Vivi Nurhidayah duduk di sebuah ruang kecil, menatap kosong selembar kertas, surat pengaduan ke Komnas HAM yang telah ia tulis sejak dua dekade lalu. Di sisinya, Lisa, Butet, dan Eva, sesama mantan pemain Oriental Circus Indonesia (OCI), berbagi kisah luka yang sama. Mereka bukan pesulap atau akrobat semata. Mereka adalah anak-anak yang pernah direnggut dari keluarga, dilatih dengan kekerasan, dan tumbuh tanpa nama. “Saya enggak tahu siapa orang tua saya,” bisik Vivi, dikutip dari video berjudul “BI4DAB!! HIDUP SEPERTI BUDAK DI SIRKUS OCI TAMAN SAFARI?!” di kanal YouTube dr. Richard Lee, yang diunggah pada Jumat, 19 April 2025. Kalimat itu menggantung, seperti lampu sirkus yang meredup perlahan.
Oriental Circus Indonesia, pendahulu Taman Safari, didirikan pada 1970-an oleh tiga bersaudara: Frans Manansang (Fran), Yansen, dan Toni. Anak-anak seperti Vivi direkrut dari jalanan dan dibesarkan di rumah Petojo, Jakarta, tanpa akta lahir atau akses pendidikan. Latihan berlangsung kejam. “Kalau gagal, enggak dikasih makan,” kata Vivi. Mereka dipaksa menguasai akrobat, sulap, dan balet tali. Yansen bahkan pernah berkata, “Harga kalian lebih murah dari macan putih.” Macan itu, menurut catatan, bernilai miliaran rupiah.
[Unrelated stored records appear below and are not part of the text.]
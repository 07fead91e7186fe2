//! 服务私有的消息拓扑（Topology Provisioner）
//!
//! 每个服务启动时声明：
//! - 入站队列 `tenant.events.<service>`（持久化），死信参数指向共享死信交换机，
//!   死信路由键 `dlq.<service>`；以 `tenant.*` 绑定到共享主题交换机；
//! - 死信队列 `tenant.events.dlq.<service>`（持久化、终点，不再死信），
//!   以 `dlq.<service>` 绑定到共享死信交换机。
//!
//! 拓扑先描述为声明式的 [`QueueTopology`]，再由 [`TopologyProvisioner::ensure`]
//! 一次性幂等地落地；参数冲突是致命的启动错误，不做重试。
//!
use super::broker::{
    ARG_DEAD_LETTER_EXCHANGE, ARG_DEAD_LETTER_ROUTING_KEY, BindingSpec, ExchangeKind,
    ExchangeSpec, MessageBroker, QueueHandle, QueueSpec,
};
use crate::error::{ProvisioningError, ProvisioningResult};
use std::fmt;
use std::sync::Arc;
use tracing::info;

/// 共享主题交换机默认名
pub const DEFAULT_EVENTS_EXCHANGE: &str = "tenant.events";
/// 共享死信交换机默认名
pub const DEFAULT_DEAD_LETTER_EXCHANGE: &str = "tenant.events.dlx";
/// 入站绑定模式：匹配所有租户事件类型
pub const INBOUND_BINDING_PATTERN: &str = "tenant.*";

pub fn inbound_queue_name(service: &ServiceName) -> String {
    format!("tenant.events.{service}")
}

pub fn dead_letter_queue_name(service: &ServiceName) -> String {
    format!("tenant.events.dlq.{service}")
}

pub fn dead_letter_routing_key(service: &ServiceName) -> String {
    format!("dlq.{service}")
}

/// 服务名（出现在队列名与路由键中）
#[derive(Debug, Clone, PartialEq, Eq, Hash)]
pub struct ServiceName(String);

impl ServiceName {
    /// 只允许小写字母、数字、`-` 与 `_`，避免与路由键的 `.` 分隔符冲突
    pub fn parse(value: impl Into<String>) -> ProvisioningResult<Self> {
        let value = value.into();
        if value.is_empty() {
            return Err(ProvisioningError::InvalidServiceName {
                reason: "service name is empty".to_string(),
            });
        }
        if !value
            .chars()
            .all(|c| c.is_ascii_lowercase() || c.is_ascii_digit() || c == '-' || c == '_')
        {
            return Err(ProvisioningError::InvalidServiceName {
                reason: format!("only [a-z0-9_-] allowed: {value}"),
            });
        }
        Ok(Self(value))
    }

    pub fn as_str(&self) -> &str {
        &self.0
    }
}

impl fmt::Display for ServiceName {
    fn fmt(&self, f: &mut fmt::Formatter<'_>) -> fmt::Result {
        f.write_str(&self.0)
    }
}

/// 共享交换机名称
#[derive(Debug, Clone, PartialEq, Eq)]
pub struct ExchangeNames {
    pub events: String,
    pub dead_letter: String,
}

impl Default for ExchangeNames {
    fn default() -> Self {
        Self {
            events: DEFAULT_EVENTS_EXCHANGE.to_string(),
            dead_letter: DEFAULT_DEAD_LETTER_EXCHANGE.to_string(),
        }
    }
}

/// 声明式拓扑描述
#[derive(Debug, Clone, PartialEq, Eq)]
pub struct QueueTopology {
    pub exchanges: Vec<ExchangeSpec>,
    pub queues: Vec<QueueSpec>,
    pub bindings: Vec<BindingSpec>,
}

impl QueueTopology {
    pub fn for_service(service: &ServiceName, exchanges: &ExchangeNames) -> Self {
        let inbound = inbound_queue_spec(service, exchanges);
        let dead_letter = dead_letter_queue_spec(service);
        let bindings = vec![
            inbound_binding(&inbound.name, &exchanges.events),
            dead_letter_binding(&dead_letter.name, &exchanges.dead_letter, service),
        ];

        Self {
            exchanges: vec![
                ExchangeSpec::durable(exchanges.events.clone(), ExchangeKind::Topic),
                ExchangeSpec::durable(exchanges.dead_letter.clone(), ExchangeKind::Direct),
            ],
            queues: vec![inbound, dead_letter],
            bindings,
        }
    }
}

fn inbound_queue_spec(service: &ServiceName, exchanges: &ExchangeNames) -> QueueSpec {
    QueueSpec::durable(inbound_queue_name(service))
        .with_argument(ARG_DEAD_LETTER_EXCHANGE, exchanges.dead_letter.clone())
        .with_argument(ARG_DEAD_LETTER_ROUTING_KEY, dead_letter_routing_key(service))
}

fn dead_letter_queue_spec(service: &ServiceName) -> QueueSpec {
    QueueSpec::durable(dead_letter_queue_name(service))
}

fn inbound_binding(queue: &str, exchange: &str) -> BindingSpec {
    BindingSpec {
        queue: queue.to_string(),
        exchange: exchange.to_string(),
        routing_key: INBOUND_BINDING_PATTERN.to_string(),
    }
}

fn dead_letter_binding(queue: &str, exchange: &str, service: &ServiceName) -> BindingSpec {
    BindingSpec {
        queue: queue.to_string(),
        exchange: exchange.to_string(),
        routing_key: dead_letter_routing_key(service),
    }
}

/// 落地后的服务拓扑
#[derive(Debug, Clone)]
pub struct ServiceTopology {
    pub inbound: QueueHandle,
    pub dead_letter: QueueHandle,
}

/// 拓扑声明器
#[derive(Clone)]
pub struct TopologyProvisioner {
    broker: Arc<dyn MessageBroker>,
    exchanges: ExchangeNames,
}

impl TopologyProvisioner {
    pub fn new(broker: Arc<dyn MessageBroker>, exchanges: ExchangeNames) -> Self {
        Self { broker, exchanges }
    }

    pub fn exchanges(&self) -> &ExchangeNames {
        &self.exchanges
    }

    pub async fn declare_inbound_queue(
        &self,
        service: &ServiceName,
    ) -> ProvisioningResult<QueueHandle> {
        self.broker
            .declare_queue(&inbound_queue_spec(service, &self.exchanges))
            .await
    }

    pub async fn declare_dead_letter_queue(
        &self,
        service: &ServiceName,
    ) -> ProvisioningResult<QueueHandle> {
        self.broker
            .declare_queue(&dead_letter_queue_spec(service))
            .await
    }

    pub async fn bind_inbound(&self, queue: &QueueHandle, exchange: &str) -> ProvisioningResult<()> {
        self.broker
            .bind_queue(&inbound_binding(&queue.name, exchange))
            .await
    }

    pub async fn bind_dead_letter(
        &self,
        queue: &QueueHandle,
        exchange: &str,
        service: &ServiceName,
    ) -> ProvisioningResult<()> {
        self.broker
            .bind_queue(&dead_letter_binding(&queue.name, exchange, service))
            .await
    }

    /// 幂等地落地服务的完整拓扑
    ///
    /// 只按 [`QueueTopology`] 的描述依次声明交换机、队列与绑定。
    pub async fn ensure(&self, service: &ServiceName) -> ProvisioningResult<ServiceTopology> {
        let topology = QueueTopology::for_service(service, &self.exchanges);

        for exchange in &topology.exchanges {
            self.broker.declare_exchange(exchange).await?;
        }
        let mut declared = Vec::with_capacity(topology.queues.len());
        for queue in &topology.queues {
            declared.push(self.broker.declare_queue(queue).await?);
        }
        for binding in &topology.bindings {
            self.broker.bind_queue(binding).await?;
        }

        let take = |name: String| {
            declared
                .iter()
                .find(|handle| handle.name == name)
                .cloned()
                .ok_or_else(|| ProvisioningError::TopologyNotFound {
                    resource: format!("queue {name}"),
                })
        };
        let inbound = take(inbound_queue_name(service))?;
        let dead_letter = take(dead_letter_queue_name(service))?;

        info!(
            service = %service,
            inbound = %inbound.name,
            dead_letter = %dead_letter.name,
            "tenant event topology ensured"
        );
        Ok(ServiceTopology {
            inbound,
            dead_letter,
        })
    }
}
//! 多租户 schema 供给与租户生命周期事件处理
//!
//! 租户管理方向共享主题交换机发布 CREATED / DELETED / UPDATED / STATUS_CHANGED 事件，
//! 每个业务服务消费自己的入站队列，据此创建、迁移或删除租户私有的数据库 schema。
//!
//! 模块划分：
//! - [`tenant_event`]：事件载荷与事件类型；
//! - [`schema`]：schema 命名与存在性判定；
//! - [`migration`]：版本化迁移集合与执行器；
//! - [`strategy`]：Direct-DDL / Migration-Based 两种供给策略；
//! - [`context`]：显式传入处理器的租户执行上下文；
//! - [`eventing`]（`eventing` 特性）：拓扑、分发、重试与消费引擎。
//!
pub mod context;
pub mod error;
#[cfg(feature = "eventing")]
pub mod eventing;
pub mod migration;
pub mod schema;
pub mod strategy;
pub mod tenant_event;
//! 日志初始化
//!
//! `RUST_LOG` 控制过滤级别，缺省为 `info`。初始化由 `OnceLock` 保护，
//! 在测试中重复调用是安全的。
use std::sync::OnceLock;
use tracing_subscriber::EnvFilter;
use tracing_subscriber::layer::SubscriberExt;
use tracing_subscriber::util::SubscriberInitExt;

static TRACING_INIT: OnceLock<()> = OnceLock::new();

pub fn init_tracing() {
    TRACING_INIT.get_or_init(|| {
        let filter = EnvFilter::try_from_default_env().unwrap_or_else(|_| EnvFilter::new("info"));
        let _ = tracing_subscriber::registry()
            .with(filter)
            .with(tracing_subscriber::fmt::layer().with_target(true))
            .try_init();
    });
}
Sejak 1997, Komnas HAM memantau kasus ini sebagai pelanggaran serius terhadap hak anak: kehilangan identitas, eksploitasi ekonomi, dan penyiksaan dalam pelatihan. Kekerasan dan Kekuasaan yang Membungkam Eva, kini tinggal dalam pelarian identitas, menceritakan kekerasan seksual yang ia alami. “Saya disuruh telanjang di depan Fran. Kalau nolak, dipukuli,” ujarnya lewat panggilan video. Luka di kakinya, bekas tusukan tutup botol saat mencoba kabur, masih membekas hingga kini.
Vivi pun mengalami kekerasan serupa. Saat hamil oleh sesama staf, ia dirantai dengan rantai gajah selama dua bulan dan tetap dipaksa tampil hingga usia kandungan delapan bulan. Anak perempuannya, Debi, kemudian dilatih untuk menjadi pemain sirkus baru. “Teman saya diperkosa, hamil, lalu dipaksa nikah buat nutupin kasus,” kata Eva. Suaranya retak, tapi keberaniannya utuh.
Jalur hukum yang buntu
Meski sudah melapor ke Komnas HAM sejak 1997, proses hukum mandek. Polisi menghentikan penyidikan pada 22 Juni 1999, dengan alasan kurangnya bukti. Vivi bahkan mengaku tidak tahu apa itu visum. “Saya cuma pengin anak-anak disekolahkan, tahu orang tua mereka, dan dapat haknya.” Selama bertahun-tahun, kasus ini nyaris hilang ditelan waktu. Tak ada keadilan, tak ada tanggung jawab.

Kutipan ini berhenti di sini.